Euclid Avenue National Bank v. Judkins

66 Ark. 486 | Ark. | 1899

Wood, J.,

(after stating the facts.) 1. Prior to the passage of the act of March 31, 1887 (Sand. & H. Dig. § 3134), the rule obtained requiring the plaintiff, in a proceeding in equity to set aside a fraudulent conveyance as to creditors, to reduce his claim to judgment at law, and have execution issued, and a return of nulla bona, as prerequisites to the relief sought. This was necessary in order to show that the plaintiff did not have a complete remedy at law. It - was the method prescribed for showing the insolvency of the debtor, and that the creditor could not collect his debt at law. Meux v. Anthony, 11 Ark. 418; Phelps v. Jackson, 27 Ark. 589; Wright v. Campbell, id. 637; Sale v. McLean, 29 Ark. 621; Clark v. Anthony, 31 Ark. 548; Hunt v. Weiner, 39 Ark. 74.

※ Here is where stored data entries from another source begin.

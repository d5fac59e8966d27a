//! PPU register bit layouts and the internal scroll register.
//!
//! See [PPU registers](https://www.nesdev.org/wiki/PPU_registers) and
//! [PPU scrolling](https://www.nesdev.org/wiki/PPU_scrolling).

use bitflags::bitflags;

bitflags! {
    /// PPUCTRL ($2000).
    #[derive(Debug, Clone, Copy, PartialEq, Eq, Default)]
    pub struct Control: u8 {
        const NAMETABLE_X = 1 << 0;
        const NAMETABLE_Y = 1 << 1;
        /// VRAM address increment per $2007 access: 0 = +1, 1 = +32.
        const INCREMENT_32 = 1 << 2;
        /// Sprite pattern table for 8x8 sprites.
        const SPRITE_TABLE = 1 << 3;
        const BACKGROUND_TABLE = 1 << 4;
        const TALL_SPRITES = 1 << 5;
        const MASTER_SLAVE = 1 << 6;
        const NMI_ENABLE = 1 << 7;
    }
}

impl Control {
    pub fn increment(self) -> u16 {
        if self.contains(Self::INCREMENT_32) { 32 } else { 1 }
    }

    pub fn sprite_height(self) -> u16 {
        if self.contains(Self::TALL_SPRITES) { 16 } else { 8 }
    }

    pub fn background_table(self) -> u16 {
        if self.contains(Self::BACKGROUND_TABLE) { 0x1000 } else { 0 }
    }

    pub fn sprite_table(self) -> u16 {
        if self.contains(Self::SPRITE_TABLE) { 0x1000 } else { 0 }
    }
}

bitflags! {
    /// PPUMASK ($2001).
    #[derive(Debug, Clone, Copy, PartialEq, Eq, Default)]
    pub struct Mask: u8 {
        const GREYSCALE = 1 << 0;
        const BACKGROUND_LEFT = 1 << 1;
        const SPRITES_LEFT = 1 << 2;
        const SHOW_BACKGROUND = 1 << 3;
        const SHOW_SPRITES = 1 << 4;
        const EMPHASIZE_RED = 1 << 5;
        const EMPHASIZE_GREEN = 1 << 6;
        const EMPHASIZE_BLUE = 1 << 7;
    }
}

impl Mask {
    pub fn rendering(self) -> bool {
        self.intersects(Self::SHOW_BACKGROUND | Self::SHOW_SPRITES)
    }
}

bitflags! {
    /// PPUSTATUS ($2002). The low five bits read back as open bus.
    #[derive(Debug, Clone, Copy, PartialEq, Eq, Default)]
    pub struct Status: u8 {
        const SPRITE_OVERFLOW = 1 << 5;
        const SPRITE_ZERO_HIT = 1 << 6;
        const VBLANK = 1 << 7;
    }
}

/// 15-bit VRAM address / scroll register (`v` and `t`).
///
/// ```text
/// yyy NN YYYYY XXXXX
/// ||| || ||||| +++++-- coarse X
/// ||| || +++++-------- coarse Y
/// ||| ++-------------- nametable select
/// +++----------------- fine Y
/// ```
#[derive(Debug, Clone, Copy, PartialEq, Eq, Default)]
pub struct Loopy(pub u16);

impl Loopy {
    const COARSE_X: u16 = 0x001F;
    const COARSE_Y: u16 = 0x03E0;
    const NAMETABLE: u16 = 0x0C00;
    const FINE_Y: u16 = 0x7000;
    /// Bits copied from `t` at dot 257.
    pub const HORIZONTAL: u16 = Self::COARSE_X | 0x0400;
    /// Bits copied from `t` during the pre-render scanline.
    pub const VERTICAL: u16 = Self::COARSE_Y | 0x0800 | Self::FINE_Y;

    pub fn coarse_x(self) -> u16 {
        self.0 & Self::COARSE_X
    }

    pub fn coarse_y(self) -> u16 {
        (self.0 & Self::COARSE_Y) >> 5
    }

    pub fn fine_y(self) -> u16 {
        (self.0 & Self::FINE_Y) >> 12
    }

    pub fn set_coarse_x(&mut self, value: u8) {
        self.0 = (self.0 & !Self::COARSE_X) | (value as u16 & 0x1F);
    }

    pub fn set_coarse_y(&mut self, value: u8) {
        self.0 = (self.0 & !Self::COARSE_Y) | ((value as u16 & 0x1F) << 5);
    }

    pub fn set_nametable(&mut self, value: u8) {
        self.0 = (self.0 & !Self::NAMETABLE) | ((value as u16 & 3) << 10);
    }

    pub fn set_fine_y(&mut self, value: u8) {
        self.0 = (self.0 & !Self::FINE_Y) | ((value as u16 & 7) << 12);
    }

    /// Copy the bits selected by `mask` from `other`.
    pub fn copy_from(&mut self, other: Loopy, mask: u16) {
        self.0 = (self.0 & !mask) | (other.0 & mask);
    }

    /// Step to the next tile column, switching horizontal nametable at the edge.
    pub fn increment_x(&mut self) {
        if self.coarse_x() == 31 {
            self.0 &= !Self::COARSE_X;
            self.0 ^= 0x0400;
        } else {
            self.0 += 1;
        }
    }

    /// Step to the next pixel row. Row 29 wraps into the other vertical nametable; rows 30 and 31
    /// (attribute memory) wrap without switching.
    pub fn increment_y(&mut self) {
        if self.fine_y() < 7 {
            self.0 += 0x1000;
            return;
        }
        self.0 &= !Self::FINE_Y;
        match self.coarse_y() {
            29 => {
                self.set_coarse_y(0);
                self.0 ^= 0x0800;
            }
            31 => self.set_coarse_y(0),
            y => self.set_coarse_y(y as u8 + 1),
        }
    }

    /// Nametable byte for the current tile.
    pub fn tile_addr(self) -> u16 {
        0x2000 | (self.0 & 0x0FFF)
    }

    /// Attribute byte covering the current tile.
    pub fn attribute_addr(self) -> u16 {
        0x23C0 | (self.0 & Self::NAMETABLE) | ((self.0 >> 4) & 0x38) | ((self.0 >> 2) & 0x07)
    }

    /// Shift selecting the current tile's quadrant within its attribute byte.
    pub fn attribute_shift(self) -> u8 {
        (((self.coarse_y() & 2) << 1) | (self.coarse_x() & 2)) as u8
    }
}

#[cfg(test)]
mod tests {
    use super::*;

    #[test]
    fn increment_x_wraps_into_next_nametable() {
        let mut v = Loopy(0);
        v.set_coarse_x(31);
        v.increment_x();
        assert_eq!(v.coarse_x(), 0);
        assert_eq!(v.0 & 0x0400, 0x0400);
    }

    #[test]
    fn increment_y_wraps_at_row_29() {
        let mut v = Loopy(0);
        v.set_coarse_y(29);
        v.set_fine_y(7);
        v.increment_y();
        assert_eq!((v.coarse_y(), v.fine_y()), (0, 0));
        assert_eq!(v.0 & 0x0800, 0x0800);

        v.set_coarse_y(31);
        v.set_fine_y(7);
        v.increment_y();
        assert_eq!(v.coarse_y(), 0);
        assert_eq!(v.0 & 0x0800, 0x0800);
    }

    #[test]
    fn attribute_address() {
        let mut v = Loopy(0);
        v.set_nametable(1);
        v.set_coarse_x(6);
        v.set_coarse_y(10);
        assert_eq!(v.attribute_addr(), 0x27C0 + 2 * 8 + 1);
        assert_eq!(v.attribute_shift(), 6);
    }
}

The act of March 31, 1887, supra, provides “that in suits to set aside fraudulent conveyances, and to obtain equitable garnishments, it shall not be necessary for the plaintiff to obtain judgment at law in order to prove insolvency, but in such cases insolvency may be proved by any competent testimony, so that only one suit shall be necessary in order to obtain the proper relief.” The design of this act was, not to do away with the necessity of showing insolvency to entitle one to the equitable relief, but only to broaden the methods of proving it. The statute makes unnecessary the expense and delay incident to obtaining judgment and the issuing and returning of process thereon when insolvency—the ultimate fact to be established—may be proved by other and more direct methods. Riggin v. Hilliard, 56 Ark. 481. The old and familiar rule that, before one can seek relief from a court of equity, he must show that he does not have a complete and adequate remedy at law still prevails in this state.

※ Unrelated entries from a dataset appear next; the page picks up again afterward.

//! APU register file, frame sequencer and mixer.
//!
//! Implements the [APU](https://www.nesdev.org/wiki/APU) as in the Ricoh 2A03: five channels (pulse×2,
//! triangle, noise, DMC), [frame counter](https://www.nesdev.org/wiki/APU_Frame_Counter) (4-step or
//! 5-step), and [APU Mixer](https://www.nesdev.org/wiki/APU_Mixer) (non-linear). Registers $4000–$4013,
//! $4015, $4017. See [APU registers](https://www.nesdev.org/wiki/APU_registers).
//!
//! ## Timing
//!
//! [`Apu::clock`] runs once per CPU cycle. Every other call is an APU cycle: the frame sequencer
//! advances and the pulse, noise and DMC timers tick. The triangle timer ticks on every call.

use crate::apu::channels::{Dmc, Noise, Pulse, PulseId, Triangle};

/// Frame sequencer checkpoints, in APU cycles.
const QUARTER_1: u32 = 3728;
const HALF_1: u32 = 7456;
const QUARTER_3: u32 = 11185;
const FOUR_STEP_END: u32 = 14914;
const FIVE_STEP_END: u32 = 18640;

/// The five channels, for per-channel sample access and debug muting.
#[derive(Debug, Clone, Copy, PartialEq, Eq)]
pub enum Channel {
    Pulse1,
    Pulse2,
    Triangle,
    Noise,
    Dmc,
}

impl Channel {
    pub const ALL: [Channel; 5] = [
        Channel::Pulse1,
        Channel::Pulse2,
        Channel::Triangle,
        Channel::Noise,
        Channel::Dmc,
    ];
}

/// Non-linear mix of raw channel levels (pulse 0–15, triangle 0–15, noise 0–15, DMC 0–127)
/// into 0.0..=1.0.
pub fn mix(pulse1: u8, pulse2: u8, triangle: u8, noise: u8, dmc: u8) -> f32 {
    let pulse_sum = pulse1 as f32 + pulse2 as f32;
    let pulse_out = if pulse_sum > 0.0 {
        95.88 / (8128.0 / pulse_sum + 100.0)
    } else {
        0.0
    };

    let tnd_sum = triangle as f32 / 8227.0 + noise as f32 / 12241.0 + dmc as f32 / 22638.0;
    let tnd_out = if tnd_sum > 0.0 {
        159.79 / (1.0 / tnd_sum + 100.0)
    } else {
        0.0
    };

    (pulse_out + tnd_out).clamp(0.0, 1.0)
}

pub struct Apu {
    pulse1: Pulse,
    pulse2: Pulse,
    triangle: Triangle,
    noise: Noise,
    dmc: Dmc,
    /// CPU cycles since reset; even cycles are APU cycles.
    cycle: u64,
    /// APU cycles into the current frame sequence.
    frame_step: u32,
    five_step: bool,
    irq_inhibit: bool,
    frame_irq: bool,
    /// Debug toggles, kept across reset.
    muted: [bool; 5],
}

impl Default for Apu {
    fn default() -> Self {
        Self::new()
    }
}

impl Apu {
    pub fn new() -> Self {
        Self {
            pulse1: Pulse::new(PulseId::One),
            pulse2: Pulse::new(PulseId::Two),
            triangle: Triangle::default(),
            noise: Noise::default(),
            dmc: Dmc::default(),
            cycle: 0,
            frame_step: 0,
            five_step: false,
            irq_inhibit: false,
            frame_irq: false,
            muted: [false; 5],
        }
    }

    /// Return to power-on state, keeping the channel mute toggles.
    pub fn reset(&mut self) {
        let muted = self.muted;
        *self = Self::new();
        self.muted = muted;
    }

    /// Only $4015 is readable. Reading it (with side effects) acknowledges the frame interrupt.
    pub fn read(&mut self, addr: u16, allow_side_effects: bool) -> Option<u8> {
        if addr != 0x4015 {
            return None;
        }
        let mut status = 0;
        status |= u8::from(self.pulse1.length.active());
        status |= u8::from(self.pulse2.length.active()) << 1;
        status |= u8::from(self.triangle.length.active()) << 2;
        status |= u8::from(self.noise.length.active()) << 3;
        status |= u8::from(self.dmc.active()) << 4;
        status |= u8::from(self.frame_irq) << 6;
        status |= u8::from(self.dmc.irq()) << 7;
        if allow_side_effects {
            self.frame_irq = false;
        }
        Some(status)
    }

    pub fn write(&mut self, addr: u16, data: u8) -> bool {
        match addr {
            0x4000..=0x4003 => self.pulse1.write(addr, data),
            0x4004..=0x4007 => self.pulse2.write(addr, data),
            0x4008..=0x400B => self.triangle.write(addr, data),
            0x400C..=0x400F => self.noise.write(addr, data),
            0x4010..=0x4013 => self.dmc.write(addr, data),
            0x4015 => {
                self.pulse1.length.set_enabled(data & 0x01 != 0);
                self.pulse2.length.set_enabled(data & 0x02 != 0);
                self.triangle.length.set_enabled(data & 0x04 != 0);
                self.noise.length.set_enabled(data & 0x08 != 0);
                self.dmc.set_enabled(data & 0x10 != 0);
            }
            0x4017 => {
                self.five_step = data & 0x80 != 0;
                self.irq_inhibit = data & 0x40 != 0;
                if self.irq_inhibit {
                    self.frame_irq = false;
                }
                self.frame_step = 0;
                // Selecting 5-step mode clocks both units immediately.
                if self.five_step {
                    self.quarter_frame();
                    self.half_frame();
                }
            }
            _ => return false,
        }
        true
    }

    /// Advance one CPU cycle.
    pub fn clock(&mut self) {
        self.triangle.clock_timer();

        if self.cycle % 2 == 0 {
            self.frame_step += 1;
            self.step_frame_sequencer();
            self.pulse1.clock_timer();
            self.pulse2.clock_timer();
            self.noise.clock_timer();
            self.dmc.clock_timer();
        }
        self.cycle += 1;
    }

    fn step_frame_sequencer(&mut self) {
        match self.frame_step {
            QUARTER_1 | QUARTER_3 => self.quarter_frame(),
            HALF_1 => {
                self.quarter_frame();
                self.half_frame();
            }
            FOUR_STEP_END if !self.five_step => {
                self.quarter_frame();
                self.half_frame();
                if !self.irq_inhibit {
                    self.frame_irq = true;
                }
                self.frame_step = 0;
            }
            FIVE_STEP_END if self.five_step => {
                self.quarter_frame();
                self.half_frame();
                self.frame_step = 0;
            }
            _ => {}
        }
    }

    /// Envelopes and the triangle's linear counter.
    fn quarter_frame(&mut self) {
        self.pulse1.clock_envelope();
        self.pulse2.clock_envelope();
        self.noise.clock_envelope();
        self.triangle.clock_linear();
    }

    /// Length counters and sweep units.
    fn half_frame(&mut self) {
        self.pulse1.clock_half_frame();
        self.pulse2.clock_half_frame();
        self.triangle.length.clock();
        self.noise.length.clock();
    }

    /// Frame or DMC interrupt pending.
    pub fn irq(&self) -> bool {
        self.frame_irq || self.dmc.irq()
    }

    /// CPU address the DMC memory reader needs, if any.
    pub fn dmc_fetch_address(&self) -> Option<u16> {
        self.dmc.fetch_address()
    }

    pub fn dmc_feed(&mut self, byte: u8) {
        self.dmc.feed(byte);
    }

    /// Current raw level of `channel`, before muting.
    pub fn channel_sample(&self, channel: Channel) -> u8 {
        match channel {
            Channel::Pulse1 => self.pulse1.sample(),
            Channel::Pulse2 => self.pulse2.sample(),
            Channel::Triangle => self.triangle.sample(),
            Channel::Noise => self.noise.sample(),
            Channel::Dmc => self.dmc.sample(),
        }
    }

    pub fn set_muted(&mut self, channel: Channel, muted: bool) {
        self.muted[channel as usize] = muted;
    }

    pub fn is_muted(&self, channel: Channel) -> bool {
        self.muted[channel as usize]
    }

    /// Mixed output of all unmuted channels.
    pub fn sample(&self) -> f32 {
        let level = |channel: Channel| {
            if self.is_muted(channel) {
                0
            } else {
                self.channel_sample(channel)
            }
        };
        mix(
            level(Channel::Pulse1),
            level(Channel::Pulse2),
            level(Channel::Triangle),
            level(Channel::Noise),
            level(Channel::Dmc),
        )
    }
}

Section 3034 of Sand. & H. Dig. provides that “on a judgment or decree against several, the execution must be joint.” Now the complaint in this case shows that plaintiff's judgment was against the White Sewing Machine Company and H. R. King, as well as against the defendant Judkins, and there is no allegation that the White Sewing Machine Company and King were sureties merely. They appear as joint principals. The complaint shows that Judkins had “no property whatever left in his hands subject to execution, out of which plaintiff's debt could be made by law,” but it does not show that the other joint judgment debtors, the White Sewing Machine Company and H. R. King, did not have property subject to execution ample to satisfy plaintiff’s debt at law. The complaint did not allege the insolvency of these joint judgment debtors with Judkins. Herein it fails to show any occasion for the interposition of a court of equity. The complaint shows that the bank had already obtained judgment against Judkins, the White Sewing Machine Company and H. R. King. Under the statute of 1887, supra, the obtaining of judgment at law was not necessary, but it was necessary to show the insolvency of all the joint judgment debtors; for, in the absence of such an allegation, or a showing of some other facts calling for equitable relief, it does not appear that a resort to equity is proper. Davis v. Fire Ins. Co., 63 Ark. 412. See Howard v. Sheldon, 11 Paige, Ch. 558; Child v. Brace, 4 ib. 309.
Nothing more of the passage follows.